The incidence of thrombotic events in the vascular system of the liver and their subsequent impact on morbidity and mortality of the patients have not been thoroughly investigated. In our study we reviewed a limited number of reports (11 case reports and 1 case in a case series) in the literature that specifically focus on vascular liver diseases during the course of COVID-19. Moreover, we identified relevant data within larger COVID-19 patient cohorts, partly providing an estimate of the contribution of vascular liver diseases to the overall morbidity of this population. The most frequently encountered clinical event in our study was that of partial or complete portal vein thrombosis, and several underlying pathophysiological factors could be proposed for this (Fig. 2).
It is a weakness of our review that, despite the universal spread of the disease, there are either limited specific data from a small number of case reports or actually little information from larger cohorts, including significant heterogeneity in the available laboratory and histopathological data.
In conclusion, patients with COVID-19 seem to be at high risk for thrombotic complications, which significantly increase the morbidity and mortality. The involvement of the vascular system of the liver has been suggested by some reported cases, while possible long-term complications remain to be elucidated. A plethora of mechanisms has been proposed as the underlying pathophysiologic events triggering thrombosis, while their actual role and significance need further investigation.
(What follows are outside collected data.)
//! The router: dispatcher, vote coordinator, health, failover, and the
//! admin surface, wired over the placement store.

pub mod backend;
pub mod dispatcher;
pub mod failover;
pub mod health;
pub mod http;
pub mod registry;
pub mod remote;
pub mod voting;

pub use backend::{BackendNode, NodeManager, NodeRequest, NodeResponse};
pub use dispatcher::{ClientRequest, ClientResponse, Dispatcher};
pub use failover::{FailoverController, PrimaryState};
pub use health::HealthManager;
pub use registry::{OperationRegistry, RpcType};
pub use voting::{Phase, TransactionRegistry, VoteOutcome, Voter, VoterHandle};

use crate::common::{Config, RequestContext, Result};
use crate::replication::ReplicationScheduler;
use crate::store::PlacementStore;
use std::sync::Arc;

pub struct Router {
    pub config: Arc<Config>,
    pub store: Arc<PlacementStore>,
    pub nodes: Arc<NodeManager>,
    pub transactions: Arc<TransactionRegistry>,
    pub health: Arc<HealthManager>,
    pub dispatcher: Arc<Dispatcher>,
    pub failover: Arc<FailoverController>,
    pub scheduler: Arc<ReplicationScheduler>,
}

impl Router {
    /// Open the placement store at the configured path and wire every
    /// component over it.
    pub fn new(config: Config, nodes: NodeManager) -> Result<Self> {
        config.validate()?;
        let store = Arc::new(PlacementStore::open(&config.db_path, config.storage_names())?);
        Self::with_store(Arc::new(config), store, nodes)
    }

    /// Wire components over an already-open store.
    pub fn with_store(
        config: Arc<Config>,
        store: Arc<PlacementStore>,
        nodes: NodeManager,
    ) -> Result<Self> {
        let nodes = Arc::new(nodes);
        let transactions = Arc::new(TransactionRegistry::new(config.vote.clone()));
        let health = Arc::new(HealthManager::new(
            store.clone(),
            nodes.clone(),
            config.router_name.clone(),
            config.health.clone(),
        ));
        let dispatcher = Arc::new(Dispatcher::new(
            config.clone(),
            store.clone(),
            nodes.clone(),
            transactions.clone(),
            health.clone(),
        ));
        let failover = Arc::new(FailoverController::new(
            store.clone(),
            health.clone(),
            config.failover.clone(),
        ));
        let scheduler = Arc::new(ReplicationScheduler::new(
            store.clone(),
            nodes.clone(),
            config.replication.clone(),
        ));

        Ok(Self {
            config,
            store,
            nodes,
            transactions,
            health,
            dispatcher,
            failover,
            scheduler,
        })
    }

    pub async fn dispatch(&self, ctx: &RequestContext, req: ClientRequest) -> Result<ClientResponse> {
        self.dispatcher.dispatch(ctx, req).await
    }

    /// Run the admin server and every background loop until ctrl-c.
    pub async fn serve(self) -> Result<()> {
        tracing::info!("starting router: {}", self.config.router_name);
        tracing::info!("  admin API: {}", self.config.bind_addr);
        tracing::info!("  DB path: {}", self.config.db_path.display());
        for vs in &self.config.virtual_storages {
            tracing::info!(
                "  virtual storage {}: {} nodes, replication factor {}",
                vs.name,
                vs.nodes.len(),
                vs.default_replication_factor
            );
        }

        let state = http::AdminState {
            config: self.config.clone(),
            store: self.store.clone(),
            health: self.health.clone(),
        };
        let app = http::admin_router(state);
        let listener = tokio::net::TcpListener::bind(self.config.bind_addr).await?;

        let health = tokio::spawn(self.health.clone().run());
        let failover = tokio::spawn(self.failover.clone().run());
        let scheduler = tokio::spawn(self.scheduler.clone().run());

        tracing::info!("router ready");

        tokio::select! {
            res = axum::serve(listener, app) => {
                if let Err(e) = res {
                    tracing::error!("admin server error: {}", e);
                }
            }
            _ = tokio::signal::ctrl_c() => {
                tracing::info!("shutting down");
            }
        }

        health.abort();
        failover.abort();
        scheduler.abort();
        Ok(())
    }
}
Pre-existing liver disease and especially cirrhosis are important risk factors for adverse outcomes in COVID-19. The abovementioned cases are the only reported cases of COVID-19 affecting the vascular system of the liver, and this limited experience highlights the importance of anticoagulation therapy, and emphasizes the need for greater awareness in cases where symptoms related to the gastrointestinal tract occur.